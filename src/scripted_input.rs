use anyhow::{bail, Context, Result};
use glam::{Vec2, Vec3};
use reticulum_ui3d::{Aabb, Bounds, TargetOptions};
use serde::Deserialize;
use std::collections::HashSet;
use std::{fs, path::Path};

/// Slack for step boundaries so fixed-step float sums do not miss a frame.
const STEP_EPSILON: f32 = 1e-4;

#[derive(Debug, Clone, Deserialize)]
pub struct GazeScript {
    #[serde(default)]
    pub targets: Vec<TargetSpec>,
    pub steps: Vec<GazeStep>,
}

#[derive(Debug, Clone, Deserialize)]
pub struct TargetSpec {
    pub name: String,
    pub bounds: BoundsSpec,
    #[serde(default = "default_true")]
    pub visible: bool,
    #[serde(default = "default_true")]
    pub gazeable: bool,
    #[serde(default, flatten)]
    pub options: TargetOptions,
}

#[derive(Debug, Clone, Deserialize)]
#[serde(tag = "shape", rename_all = "snake_case")]
pub enum BoundsSpec {
    Sphere { center: [f32; 3], radius: f32 },
    Box { center: [f32; 3], size: [f32; 3] },
    Billboard { center: [f32; 3], width: f32, height: f32 },
}

impl BoundsSpec {
    pub fn to_bounds(&self) -> Bounds {
        match *self {
            Self::Sphere { center, radius } => Bounds::sphere(Vec3::from_array(center), radius),
            Self::Box { center, size } => Bounds::Box(Aabb::from_center_size(
                Vec3::from_array(center),
                Vec3::from_array(size),
            )),
            Self::Billboard {
                center,
                width,
                height,
            } => Bounds::Billboard {
                center: Vec3::from_array(center),
                size: Vec2::new(width, height),
            },
        }
    }
}

/// One timed step. Actions apply once, on the step's first frame.
#[derive(Debug, Clone, Deserialize, Default)]
pub struct GazeStep {
    pub duration: f32,
    /// Head yaw in degrees (positive turns left).
    #[serde(default)]
    pub yaw: f32,
    /// Head pitch in degrees (positive looks up).
    #[serde(default)]
    pub pitch: f32,
    #[serde(default)]
    pub press: bool,
    #[serde(default)]
    pub release: bool,
    #[serde(default)]
    pub hide: Vec<String>,
    #[serde(default)]
    pub show: Vec<String>,
    #[serde(default)]
    pub disable: Vec<String>,
    #[serde(default)]
    pub enable: Vec<String>,
}

impl GazeStep {
    fn referenced_names(&self) -> impl Iterator<Item = &String> {
        self.hide
            .iter()
            .chain(&self.show)
            .chain(&self.disable)
            .chain(&self.enable)
    }
}

fn default_true() -> bool {
    true
}

impl GazeScript {
    pub fn from_path(path: &Path) -> Result<Self> {
        let contents = fs::read_to_string(path)
            .with_context(|| format!("Failed to read gaze script {}", path.display()))?;
        Self::from_json(&contents)
            .with_context(|| format!("Invalid gaze script {}", path.display()))
    }

    pub fn from_json(contents: &str) -> Result<Self> {
        let script: GazeScript = serde_json::from_str(contents)?;
        script.validate()?;
        Ok(script)
    }

    fn validate(&self) -> Result<()> {
        if self.steps.is_empty() {
            bail!("gaze script contains no steps");
        }

        let mut names = HashSet::new();
        for target in &self.targets {
            if !names.insert(target.name.as_str()) {
                bail!("duplicate target name `{}`", target.name);
            }
        }

        for (i, step) in self.steps.iter().enumerate() {
            if !step.duration.is_finite() || step.duration < 0.0 {
                bail!("step {i}: duration must be a non-negative number");
            }
            if let Some(name) = step.referenced_names().find(|n| !names.contains(n.as_str())) {
                bail!("step {i}: unknown target `{name}`");
            }
        }
        Ok(())
    }
}

/// The step active this frame, and whether this is its first frame.
#[derive(Debug, Clone, Copy)]
pub struct ScriptFrame<'a> {
    pub index: usize,
    pub step: &'a GazeStep,
    pub entered: bool,
}

pub struct GazeScriptPlayer {
    steps: Vec<GazeStep>,
    index: usize,
    time_in_step: f32,
    entered: bool,
}

impl GazeScriptPlayer {
    pub fn new(steps: Vec<GazeStep>) -> Self {
        Self {
            steps,
            index: 0,
            time_in_step: 0.0,
            entered: false,
        }
    }

    /// Step for the next frame of length `dt`, or `None` once the script ended.
    /// Every step gets at least one frame.
    pub fn advance(&mut self, dt: f32) -> Option<ScriptFrame<'_>> {
        let index = self.index;
        if index >= self.steps.len() {
            return None;
        }

        let entered = !self.entered;
        self.entered = true;
        self.time_in_step += dt;

        let duration = self.steps[index].duration;
        if self.time_in_step + STEP_EPSILON >= duration {
            self.time_in_step = (self.time_in_step - duration).max(0.0);
            self.index += 1;
            self.entered = false;
        }

        Some(ScriptFrame {
            index,
            step: &self.steps[index],
            entered,
        })
    }

    pub fn is_finished(&self) -> bool {
        self.index >= self.steps.len()
    }
}

#[cfg(test)]
mod tests {
    use super::*;

    const SCRIPT: &str = r#"{
        "targets": [
            { "name": "door", "bounds": { "shape": "sphere", "center": [0, 0, -2], "radius": 0.5 },
              "fuse_duration": 1.0 },
            { "name": "sign",
              "bounds": { "shape": "billboard", "center": [2, 0, -2], "width": 1, "height": 0.5 },
              "visible": false }
        ],
        "steps": [
            { "duration": 0.5 },
            { "duration": 1.0, "yaw": -45, "show": ["sign"], "press": true }
        ]
    }"#;

    #[test]
    fn parses_targets_and_steps() {
        let script = GazeScript::from_json(SCRIPT).unwrap();
        assert_eq!(script.targets.len(), 2);
        assert_eq!(script.targets[0].options.fuse_duration, Some(1.0));
        assert!(script.targets[0].visible);
        assert!(!script.targets[1].visible);
        assert!(matches!(
            script.targets[1].bounds.to_bounds(),
            Bounds::Billboard { .. }
        ));
        assert_eq!(script.steps[1].yaw, -45.0);
        assert!(script.steps[1].press);
        assert!(!script.steps[1].release);
    }

    #[test]
    fn rejects_unknown_names_and_empty_scripts() {
        let unknown = r#"{ "steps": [ { "duration": 1.0, "hide": ["ghost"] } ] }"#;
        assert!(GazeScript::from_json(unknown).is_err());
        assert!(GazeScript::from_json(r#"{ "steps": [] }"#).is_err());
        let negative = r#"{ "steps": [ { "duration": -1.0 } ] }"#;
        assert!(GazeScript::from_json(negative).is_err());
    }

    #[test]
    fn player_enters_each_step_once() {
        let script = GazeScript::from_json(SCRIPT).unwrap();
        let mut player = GazeScriptPlayer::new(script.steps);
        let mut entered = Vec::new();
        let mut frames = 0;
        while let Some(frame) = player.advance(0.25) {
            if frame.entered {
                entered.push(frame.index);
            }
            frames += 1;
        }
        assert_eq!(entered, vec![0, 1]);
        assert_eq!(frames, 6);
        assert!(player.is_finished());
    }

    #[test]
    fn zero_length_step_still_gets_a_frame() {
        let mut player = GazeScriptPlayer::new(vec![
            GazeStep::default(),
            GazeStep {
                duration: 0.1,
                ..GazeStep::default()
            },
        ]);
        let first = player.advance(1.0 / 60.0).unwrap();
        assert!(first.entered);
        assert_eq!(first.index, 0);
        let second = player.advance(1.0 / 60.0).unwrap();
        assert_eq!(second.index, 1);
        assert!(second.entered);
    }
}
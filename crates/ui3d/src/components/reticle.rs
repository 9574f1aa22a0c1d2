//! Screen-center dwell indicator.

use super::{Indicator, RingGeometry, Transform3D};
use crate::config::ReticleSettings;
use glam::{Vec2, Vec3};
use reticulum_camera::Camera;
use reticulum_core::Color;

const THETA_SEGMENTS: u32 = 32;
const PHI_SEGMENTS: u32 = 3;
/// Closest the reticle may sit in front of the near plane.
const NEAR_MARGIN: f32 = 0.1;

/// Camera-attached ring that keeps a constant apparent size and blends from
/// its idle look to its hover look while a target is hit.
#[derive(Debug, Clone)]
pub struct Reticle {
    settings: ReticleSettings,
    active: bool,
    hit: bool,
    /// Morph influence between idle (0) and hover (1).
    blend: f32,
    hover_color: Color,
    color: Color,
    visible: bool,
    transform: Transform3D,
    idle_ring: RingGeometry,
    hover_ring: RingGeometry,
}

impl Reticle {
    pub fn new(settings: ReticleSettings, camera: &Camera) -> Self {
        let mut reticle = Self {
            settings,
            active: true,
            hit: false,
            blend: 0.0,
            hover_color: settings.hover_color,
            color: settings.color,
            visible: settings.visible,
            transform: Transform3D::default(),
            idle_ring: RingGeometry::full(
                settings.inner_radius,
                settings.outer_radius,
                THETA_SEGMENTS,
                PHI_SEGMENTS,
            ),
            hover_ring: RingGeometry::full(
                settings.hover_inner_radius,
                settings.hover_outer_radius,
                THETA_SEGMENTS,
                PHI_SEGMENTS,
            ),
        };
        reticle.set_depth_and_scale(None, camera);
        reticle
    }

    /// Place the reticle at `depth` (rest point when absent or not finite) and
    /// scale it so it renders at the same size at any distance.
    pub fn set_depth_and_scale(&mut self, depth: Option<f32>, camera: &Camera) {
        let z = depth
            .filter(|d| d.is_finite())
            .unwrap_or(self.settings.rest_point)
            .abs();
        let camera_z = camera.position.z;
        let scale = (camera_z - z).abs() - camera_z.abs();

        self.transform.position = Vec3::new(0.0, 0.0, -z.max(camera.near + NEAR_MARGIN));
        self.transform.scale = Vec3::splat(scale);
    }

    /// Advance the idle/hover blend by `delta` seconds.
    pub fn update(&mut self, delta: f32) {
        if !self.active {
            return;
        }

        let delta = if delta.is_finite() { delta.max(0.0) } else { 0.0 };
        let acceleration = delta * self.settings.speed;

        // Quantized to 1/1000 so the blend settles instead of jittering at the ends
        self.blend = if self.hit {
            ((self.blend + acceleration).min(1.0) * 1000.0).ceil() / 1000.0
        } else {
            ((self.blend - acceleration).max(0.0) * 1000.0).floor() / 1000.0
        };

        self.color = self.settings.color.lerp(self.hover_color, self.blend);
    }

    pub fn settings(&self) -> &ReticleSettings {
        &self.settings
    }

    pub fn is_active(&self) -> bool {
        self.active
    }

    pub fn set_active(&mut self, active: bool) {
        self.active = active;
    }

    /// Whether the reticle is over a target.
    pub fn is_hit(&self) -> bool {
        self.hit
    }

    pub(crate) fn set_hit(&mut self, hit: bool) {
        self.hit = hit;
    }

    /// Morph influence in `[0, 1]`.
    pub fn blend(&self) -> f32 {
        self.blend
    }

    /// Color the blend moves toward while hovering.
    pub fn hover_color(&self) -> Color {
        self.hover_color
    }

    pub(crate) fn set_hover_color(&mut self, color: Color) {
        self.hover_color = color;
    }

    /// Distance in front of the camera.
    pub fn depth(&self) -> f32 {
        -self.transform.position.z
    }

    pub fn scale(&self) -> f32 {
        self.transform.scale.x
    }

    pub fn idle_ring(&self) -> &RingGeometry {
        &self.idle_ring
    }

    pub fn hover_ring(&self) -> &RingGeometry {
        &self.hover_ring
    }

    /// Ring vertices at the current blend.
    pub fn morphed_positions(&self) -> Vec<Vec2> {
        self.idle_ring
            .morph_positions(&self.hover_ring, self.blend)
            .unwrap_or_else(|| self.idle_ring.positions().to_vec())
    }
}

impl Indicator for Reticle {
    fn transform(&self) -> &Transform3D {
        &self.transform
    }

    fn is_visible(&self) -> bool {
        self.visible
    }

    fn set_visible(&mut self, visible: bool) {
        self.visible = visible;
    }

    fn color(&self) -> Color {
        self.color
    }
}
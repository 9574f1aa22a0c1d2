#![warn(missing_docs)]
//! Input plumbing for gaze selection: press/release sources, controller
//! lifecycle, an injectable event hub, and haptic output.

mod haptics;
mod hub;

pub use haptics::{Haptics, NoHaptics, RecordingHaptics, VibrationRequest};
pub use hub::{InputHub, InputSubscription};

use serde::{Deserialize, Serialize};
use winit::event::{ElementState, MouseButton, Touch, TouchPhase, WindowEvent};

/// Identifier of a tracked hand controller.
#[derive(Debug, Clone, Copy, PartialEq, Eq, Hash, PartialOrd, Ord, Serialize, Deserialize)]
pub struct ControllerId(pub u8);

/// Where a press (mouse-down / touch-start / select-start) came from.
#[derive(Debug, Clone, Copy, PartialEq, Eq, Hash, Serialize, Deserialize)]
#[serde(rename_all = "snake_case")]
pub enum PressSource {
    /// Primary mouse button.
    Mouse,
    /// Touch screen.
    Touch,
    /// XR controller trigger (select).
    Controller(ControllerId),
}

/// Input events the selection engine reacts to.
#[derive(Debug, Clone, Copy, PartialEq, Eq, Serialize, Deserialize)]
#[serde(rename_all = "snake_case")]
pub enum InputEvent {
    /// Button/trigger went down.
    Press(PressSource),
    /// Button/trigger went up.
    Release(PressSource),
    /// A controller became available.
    ControllerConnected(ControllerId),
    /// A controller went away.
    ControllerDisconnected(ControllerId),
}

impl InputEvent {
    /// Translate a winit window event. Only the primary mouse button and touch
    /// start/end/cancel are relevant; everything else yields `None`.
    pub fn from_window_event(event: &WindowEvent) -> Option<Self> {
        match event {
            WindowEvent::MouseInput { state, button, .. } => Self::from_mouse(*state, *button),
            WindowEvent::Touch(Touch { phase, .. }) => Self::from_touch(*phase),
            _ => None,
        }
    }

    /// Map a mouse button transition.
    pub fn from_mouse(state: ElementState, button: MouseButton) -> Option<Self> {
        if button != MouseButton::Left {
            return None;
        }
        Some(match state {
            ElementState::Pressed => Self::Press(PressSource::Mouse),
            ElementState::Released => Self::Release(PressSource::Mouse),
        })
    }

    /// Map a touch phase. A cancelled touch counts as a release.
    pub fn from_touch(phase: TouchPhase) -> Option<Self> {
        match phase {
            TouchPhase::Started => Some(Self::Press(PressSource::Touch)),
            TouchPhase::Ended | TouchPhase::Cancelled => Some(Self::Release(PressSource::Touch)),
            TouchPhase::Moved => None,
        }
    }

    /// Controller select-start.
    pub fn select_start(controller: ControllerId) -> Self {
        Self::Press(PressSource::Controller(controller))
    }

    /// Controller select-end.
    pub fn select_end(controller: ControllerId) -> Self {
        Self::Release(PressSource::Controller(controller))
    }
}
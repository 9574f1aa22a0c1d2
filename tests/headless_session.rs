//! End-to-end runs of the headless session binary.

use reticulum_core::GazeEventKind;
use reticulum_testkit::read_jsonl;
use std::path::{Path, PathBuf};
use std::process::Command;
use std::time::{SystemTime, UNIX_EPOCH};

fn temp_path(name: &str, ext: &str) -> PathBuf {
    std::env::temp_dir().join(format!(
        "reticulum-{name}-{}.{ext}",
        SystemTime::now()
            .duration_since(UNIX_EPOCH)
            .unwrap()
            .as_nanos()
    ))
}

fn repo_file(relative: &str) -> PathBuf {
    Path::new(env!("CARGO_MANIFEST_DIR")).join(relative)
}

fn reticulum() -> Command {
    Command::new(env!("CARGO_BIN_EXE_reticulum"))
}

#[test]
fn demo_session_writes_event_log() {
    let events = temp_path("demo-events", "jsonl");
    let output = reticulum()
        .arg("--script")
        .arg(repo_file("demos/gaze_session.json"))
        .arg("--config")
        .arg(repo_file("config/session.toml"))
        .arg("--events")
        .arg(&events)
        .output()
        .expect("binary runs");
    assert!(
        output.status.success(),
        "stderr: {}",
        String::from_utf8_lossy(&output.stderr)
    );

    let stdout = String::from_utf8_lossy(&output.stdout);
    assert!(stdout.contains("door"));
    assert!(stdout.contains("lamp"));
    assert!(!stdout.contains("stopped early"));

    let records = read_jsonl(&events).unwrap();
    assert!(!records.is_empty());
    for pair in records.windows(2) {
        assert!(pair[0].time <= pair[1].time);
    }

    let kinds: Vec<_> = records.iter().map(|r| r.kind).collect();
    assert_eq!(kinds[0], GazeEventKind::Over);
    assert_eq!(kinds[1], GazeEventKind::Long);
    assert_eq!(
        kinds.iter().filter(|k| **k == GazeEventKind::Click).count(),
        1
    );
    let overs = kinds.iter().filter(|k| **k == GazeEventKind::Over).count();
    let outs = kinds.iter().filter(|k| **k == GazeEventKind::Out).count();
    assert_eq!(overs, outs);
}

#[test]
fn max_frames_stops_early() {
    let output = reticulum()
        .arg("--script")
        .arg(repo_file("demos/gaze_session.json"))
        .arg("--max-frames")
        .arg("3")
        .output()
        .expect("binary runs");
    assert!(output.status.success());
    let stdout = String::from_utf8_lossy(&output.stdout);
    assert!(stdout.starts_with("3 frames"));
    assert!(stdout.contains("stopped early"));
}

#[test]
fn write_config_emits_loadable_toml() {
    let path = temp_path("written-config", "toml");
    let status = reticulum()
        .arg("--fps")
        .arg("30")
        .arg("--write-config")
        .arg(&path)
        .status()
        .expect("binary runs");
    assert!(status.success());

    let contents = std::fs::read_to_string(&path).unwrap();
    let table: toml::Table = toml::from_str(&contents).unwrap();
    assert_eq!(table["fps"].as_integer(), Some(30));
    assert!(table.contains_key("engine"));
}

#[test]
fn missing_script_is_an_error() {
    let output = reticulum().output().expect("binary runs");
    assert!(!output.status.success());
}

#[test]
fn invalid_script_is_rejected() {
    let script = temp_path("bad-script", "json");
    std::fs::write(&script, r#"{ "steps": [ { "duration": 1.0, "hide": ["ghost"] } ] }"#).unwrap();
    let output = reticulum()
        .arg("--script")
        .arg(&script)
        .output()
        .expect("binary runs");
    assert!(!output.status.success());
    assert!(String::from_utf8_lossy(&output.stderr).contains("ghost"));
}
//! Gaze events emitted by the selection engine.

use crate::TargetId;
use serde::{Deserialize, Serialize};

/// The four callback slots a target can react to.
#[derive(Debug, Clone, Copy, PartialEq, Eq, Hash, Serialize, Deserialize)]
#[serde(rename_all = "snake_case")]
pub enum GazeEventKind {
    /// Gaze entered the target.
    Over,
    /// Gaze left the target.
    Out,
    /// Dwell reached the fuse duration.
    Long,
    /// A press/release pair completed while aimed at the target.
    Click,
}

impl GazeEventKind {
    /// Stable label used in logs.
    pub fn as_str(self) -> &'static str {
        match self {
            Self::Over => "over",
            Self::Out => "out",
            Self::Long => "long",
            Self::Click => "click",
        }
    }
}

/// A fired event, stamped with the session clock.
#[derive(Debug, Clone, Copy, PartialEq, Serialize, Deserialize)]
pub struct GazeEventRecord {
    /// Session time in seconds when the event fired.
    pub time: f64,
    /// Target that received the event.
    pub target: TargetId,
    /// Which callback slot fired.
    pub kind: GazeEventKind,
}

WHAT TO DO: How many lines of the material above have the word "kinds" in them? Give only that number.

OUTPUT OF THE EXERCISE: 6